[Saved data entries]

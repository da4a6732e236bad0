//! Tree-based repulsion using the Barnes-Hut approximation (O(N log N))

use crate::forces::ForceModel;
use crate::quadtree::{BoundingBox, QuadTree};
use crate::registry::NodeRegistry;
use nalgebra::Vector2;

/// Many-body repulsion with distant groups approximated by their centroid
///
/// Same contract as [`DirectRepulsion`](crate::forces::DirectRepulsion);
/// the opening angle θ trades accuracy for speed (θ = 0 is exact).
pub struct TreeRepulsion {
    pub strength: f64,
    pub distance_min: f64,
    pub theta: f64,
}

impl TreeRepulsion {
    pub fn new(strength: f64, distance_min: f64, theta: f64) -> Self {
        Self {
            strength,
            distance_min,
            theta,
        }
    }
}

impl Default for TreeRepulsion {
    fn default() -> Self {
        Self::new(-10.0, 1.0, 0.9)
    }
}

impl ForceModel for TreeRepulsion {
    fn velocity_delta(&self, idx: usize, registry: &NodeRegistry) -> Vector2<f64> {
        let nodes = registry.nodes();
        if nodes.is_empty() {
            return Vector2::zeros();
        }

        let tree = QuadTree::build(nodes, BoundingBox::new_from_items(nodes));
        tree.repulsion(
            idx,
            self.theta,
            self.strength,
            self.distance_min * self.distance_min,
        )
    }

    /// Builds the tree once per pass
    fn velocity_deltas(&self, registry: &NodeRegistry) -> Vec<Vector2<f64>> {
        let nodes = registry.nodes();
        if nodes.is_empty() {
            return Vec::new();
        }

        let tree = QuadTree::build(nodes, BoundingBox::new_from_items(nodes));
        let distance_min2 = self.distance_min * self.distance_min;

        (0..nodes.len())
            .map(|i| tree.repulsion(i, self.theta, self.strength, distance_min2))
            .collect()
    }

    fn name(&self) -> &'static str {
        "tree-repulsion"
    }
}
--
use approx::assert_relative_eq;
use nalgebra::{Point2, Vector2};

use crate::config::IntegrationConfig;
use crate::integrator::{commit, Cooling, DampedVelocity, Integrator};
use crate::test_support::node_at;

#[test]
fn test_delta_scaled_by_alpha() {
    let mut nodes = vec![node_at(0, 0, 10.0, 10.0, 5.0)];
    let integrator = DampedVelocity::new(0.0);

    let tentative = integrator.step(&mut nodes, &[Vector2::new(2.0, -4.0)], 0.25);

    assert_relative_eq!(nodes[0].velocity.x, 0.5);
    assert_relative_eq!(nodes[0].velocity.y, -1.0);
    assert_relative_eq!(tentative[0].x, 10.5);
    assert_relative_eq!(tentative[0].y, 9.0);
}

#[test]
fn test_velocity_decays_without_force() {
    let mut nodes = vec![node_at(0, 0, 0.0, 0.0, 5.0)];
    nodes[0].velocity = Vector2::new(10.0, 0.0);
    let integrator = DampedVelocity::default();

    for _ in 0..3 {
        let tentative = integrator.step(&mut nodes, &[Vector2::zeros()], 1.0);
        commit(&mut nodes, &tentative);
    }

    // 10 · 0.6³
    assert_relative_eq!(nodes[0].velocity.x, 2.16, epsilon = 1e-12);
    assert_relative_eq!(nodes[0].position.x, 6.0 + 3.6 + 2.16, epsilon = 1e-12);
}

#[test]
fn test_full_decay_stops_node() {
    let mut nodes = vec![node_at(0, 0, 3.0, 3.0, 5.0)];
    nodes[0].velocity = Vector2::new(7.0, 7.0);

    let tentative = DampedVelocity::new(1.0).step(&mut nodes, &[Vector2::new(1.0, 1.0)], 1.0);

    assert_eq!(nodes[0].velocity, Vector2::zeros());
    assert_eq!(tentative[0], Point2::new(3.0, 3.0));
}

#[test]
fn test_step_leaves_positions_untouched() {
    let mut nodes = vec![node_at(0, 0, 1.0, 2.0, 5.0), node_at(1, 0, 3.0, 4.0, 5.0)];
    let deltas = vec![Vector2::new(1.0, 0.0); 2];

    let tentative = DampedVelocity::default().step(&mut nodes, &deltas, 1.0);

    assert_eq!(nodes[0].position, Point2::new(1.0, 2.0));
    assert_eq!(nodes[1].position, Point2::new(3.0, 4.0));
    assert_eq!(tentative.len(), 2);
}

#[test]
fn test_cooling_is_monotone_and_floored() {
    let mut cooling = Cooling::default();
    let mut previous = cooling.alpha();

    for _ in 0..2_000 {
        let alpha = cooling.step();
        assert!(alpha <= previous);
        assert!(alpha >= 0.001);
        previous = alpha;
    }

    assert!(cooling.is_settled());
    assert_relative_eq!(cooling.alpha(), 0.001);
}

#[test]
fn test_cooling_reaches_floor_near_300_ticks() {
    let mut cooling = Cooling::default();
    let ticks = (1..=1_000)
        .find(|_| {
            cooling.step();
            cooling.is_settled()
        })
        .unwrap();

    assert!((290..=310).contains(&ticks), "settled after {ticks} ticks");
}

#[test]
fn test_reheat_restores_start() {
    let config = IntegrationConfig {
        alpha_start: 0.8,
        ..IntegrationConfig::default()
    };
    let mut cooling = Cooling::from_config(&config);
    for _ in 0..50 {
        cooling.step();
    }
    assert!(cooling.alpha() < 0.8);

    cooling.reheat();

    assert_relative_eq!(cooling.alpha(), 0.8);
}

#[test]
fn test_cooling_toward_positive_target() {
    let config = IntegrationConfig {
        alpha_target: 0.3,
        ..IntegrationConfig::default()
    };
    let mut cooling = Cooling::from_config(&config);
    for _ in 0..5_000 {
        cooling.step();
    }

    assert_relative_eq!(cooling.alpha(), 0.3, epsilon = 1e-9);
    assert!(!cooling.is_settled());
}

(What the task asks):
Which of the lines above contain "DampedVelocity"? Return them all.

(Task result):
use crate::integrator::{commit, Cooling, DampedVelocity, Integrator};
    let integrator = DampedVelocity::new(0.0);
    let integrator = DampedVelocity::default();
    let tentative = DampedVelocity::new(1.0).step(&mut nodes, &[Vector2::new(1.0, 1.0)], 1.0);
    let tentative = DampedVelocity::default().step(&mut nodes, &deltas, 1.0);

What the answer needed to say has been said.